Using the listing below, select the lines with the word "payload" and copy them.
Start of Material for this task
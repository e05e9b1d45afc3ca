//! Named declarations: messages, enums and enclosing types, plus extend blocks.

use serde::{Deserialize, Serialize};

use crate::field::{RSField, RSOneOf};
use crate::location::RSElementLocation;
use crate::option::RSOptions;
use crate::value::RSDeclarationUrl;

/// A named declaration of a schema file.
#[derive(Debug, Clone, PartialEq, Eq, Serialize, Deserialize)]
pub enum RSType {
    /// `message` declaration.
    Message(RSMessage),
    /// `enum` declaration.
    Enum(RSEnum),
    /// Type that only exists to scope nested declarations.
    Enclosing(RSEnclosingType),
}

/// A `message` declaration.
#[derive(Debug, Clone, PartialEq, Eq, Serialize, Deserialize, Default)]
pub struct RSMessage {
    /// Simple name.
    pub name: String,
    /// Doc comment.
    pub documentation: String,
    /// Regular fields.
    pub fields: Vec<RSField>,
    /// `oneof` groups.
    pub one_ofs: Vec<RSOneOf>,
    /// Options applied to the message.
    pub options: RSOptions,
    /// Declaration url.
    pub type_url: RSDeclarationUrl,
    /// Extend blocks declared inside the message.
    pub nested_extends: Vec<RSExtend>,
    /// Declarations nested inside the message.
    pub nested_types: Vec<RSType>,
    /// Declaration site.
    pub location: RSElementLocation,
}

/// An `enum` declaration.
#[derive(Debug, Clone, PartialEq, Eq, Serialize, Deserialize, Default)]
pub struct RSEnum {
    /// Simple name.
    pub name: String,
    /// Declared constants.
    pub constants: Vec<RSEnumConstant>,
    /// Doc comment.
    pub documentation: String,
    /// Options applied to the enum.
    pub options: RSOptions,
    /// Declaration url.
    pub type_url: RSDeclarationUrl,
    /// Extend blocks declared inside the enum.
    pub nested_extends: Vec<RSExtend>,
    /// Declarations nested inside the enum.
    pub nested_types: Vec<RSType>,
    /// Declaration site.
    pub location: RSElementLocation,
}

/// A declaration that only scopes nested types.
#[derive(Debug, Clone, PartialEq, Eq, Serialize, Deserialize, Default)]
pub struct RSEnclosingType {
    /// Simple name.
    pub name: String,
    /// Doc comment.
    pub documentation: String,
    /// Declaration url.
    pub type_url: RSDeclarationUrl,
    /// Extend blocks declared inside the type.
    pub nested_extends: Vec<RSExtend>,
    /// Options applied to the type.
    pub options: RSOptions,
    /// Declaration site.
    pub location: RSElementLocation,
    /// Declarations nested inside the type.
    pub nested_types: Vec<RSType>,
}

/// One constant of an enum.
#[derive(Debug, Clone, PartialEq, Eq, Serialize, Deserialize, Default)]
pub struct RSEnumConstant {
    /// Constant name.
    pub name: String,
    /// Numeric value.
    pub tag: i32,
    /// Options applied to the constant.
    pub options: RSOptions,
    /// Doc comment.
    pub documentation: String,
    /// Declaration site.
    pub location: RSElementLocation,
}

/// An `extend` block adding fields to a well-known options type.
#[derive(Debug, Clone, PartialEq, Eq, Serialize, Deserialize, Default)]
pub struct RSExtend {
    /// Extended type, e.g. `google.protobuf.MethodOptions`.
    pub type_url: RSDeclarationUrl,
    /// Name of the block.
    pub name: String,
    /// Declared extension fields.
    pub fields: Vec<RSField>,
    /// Doc comment.
    pub documentation: String,
    /// Declaration site.
    pub location: RSElementLocation,
}

impl RSType {
    /// Simple name.
    pub fn name(&self) -> &str {
        match self {
            RSType::Message(message) => &message.name,
            RSType::Enum(enumeration) => &enumeration.name,
            RSType::Enclosing(enclosing) => &enclosing.name,
        }
    }

    /// Declaration url.
    pub fn type_url(&self) -> &RSDeclarationUrl {
        match self {
            RSType::Message(message) => &message.type_url,
            RSType::Enum(enumeration) => &enumeration.type_url,
            RSType::Enclosing(enclosing) => &enclosing.type_url,
        }
    }

    /// Doc comment.
    pub fn documentation(&self) -> &str {
        match self {
            RSType::Message(message) => &message.documentation,
            RSType::Enum(enumeration) => &enumeration.documentation,
            RSType::Enclosing(enclosing) => &enclosing.documentation,
        }
    }

    /// Options applied to the declaration.
    pub fn options(&self) -> &RSOptions {
        match self {
            RSType::Message(message) => &message.options,
            RSType::Enum(enumeration) => &enumeration.options,
            RSType::Enclosing(enclosing) => &enclosing.options,
        }
    }

    /// Mutable access to the applied options.
    pub fn options_mut(&mut self) -> &mut RSOptions {
        match self {
            RSType::Message(message) => &mut message.options,
            RSType::Enum(enumeration) => &mut enumeration.options,
            RSType::Enclosing(enclosing) => &mut enclosing.options,
        }
    }

    /// Declaration site.
    pub fn location(&self) -> &RSElementLocation {
        match self {
            RSType::Message(message) => &message.location,
            RSType::Enum(enumeration) => &enumeration.location,
            RSType::Enclosing(enclosing) => &enclosing.location,
        }
    }

    /// Declarations nested one level below this one.
    pub fn nested_types(&self) -> &[RSType] {
        match self {
            RSType::Message(message) => &message.nested_types,
            RSType::Enum(enumeration) => &enumeration.nested_types,
            RSType::Enclosing(enclosing) => &enclosing.nested_types,
        }
    }

    /// Mutable access to the nested declarations.
    pub fn nested_types_mut(&mut self) -> &mut Vec<RSType> {
        match self {
            RSType::Message(message) => &mut message.nested_types,
            RSType::Enum(enumeration) => &mut enumeration.nested_types,
            RSType::Enclosing(enclosing) => &mut enclosing.nested_types,
        }
    }

    /// Extend blocks declared directly inside this declaration.
    pub fn nested_extends(&self) -> &[RSExtend] {
        match self {
            RSType::Message(message) => &message.nested_extends,
            RSType::Enum(enumeration) => &enumeration.nested_extends,
            RSType::Enclosing(enclosing) => &enclosing.nested_extends,
        }
    }

    /// Mutable access to the nested extend blocks.
    pub fn nested_extends_mut(&mut self) -> &mut Vec<RSExtend> {
        match self {
            RSType::Message(message) => &mut message.nested_extends,
            RSType::Enum(enumeration) => &mut enumeration.nested_extends,
            RSType::Enclosing(enclosing) => &mut enclosing.nested_extends,
        }
    }

    /// Every extend block declared in this declaration or any declaration
    /// nested below it.
    pub fn all_extends(&self) -> Vec<&RSExtend> {
        let mut result = Vec::new();
        let mut level: Vec<&RSType> = vec![self];
        while !level.is_empty() {
            let mut next = Vec::new();
            for ty in level {
                result.extend(ty.nested_extends());
                next.extend(ty.nested_types());
            }
            level = next;
        }
        result
    }

    /// The message payload, if this is a message.
    pub fn as_message(&self) -> Option<&RSMessage> {
        match self {
            RSType::Message(message) => Some(message),
            _ => None,
        }
    }

    /// The enum payload, if this is an enum.
    pub fn as_enum(&self) -> Option<&RSEnum> {
        match self {
            RSType::Enum(enumeration) => Some(enumeration),
            _ => None,
        }
    }
}

impl RSMessage {
    /// Regular fields followed by the members of every `oneof` group.
    pub fn all_fields(&self) -> impl Iterator<Item = &RSField> {
        self.fields.iter().chain(self.one_ofs.iter().flat_map(|one_of| one_of.fields.iter()))
    }

    /// Field with the given number, looking into `oneof` groups as well.
    pub fn field_by_tag(&self, tag: i32) -> Option<&RSField> {
        self.all_fields().find(|field| field.tag == tag)
    }

    /// Field with the given name, looking into `oneof` groups as well.
    pub fn field_by_name(&self, name: &str) -> Option<&RSField> {
        self.all_fields().find(|field| field.name == name)
    }
}

impl From<RSMessage> for RSType {
    fn from(message: RSMessage) -> Self { RSType::Message(message) }
}

impl From<RSEnum> for RSType {
    fn from(enumeration: RSEnum) -> Self { RSType::Enum(enumeration) }
}

impl From<RSEnclosingType> for RSType {
    fn from(enclosing: RSEnclosingType) -> Self { RSType::Enclosing(enclosing) }
}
End of Material for this task
§ **Solution to this task**:
    /// The message payload, if this is a message.
    /// The enum payload, if this is an enum.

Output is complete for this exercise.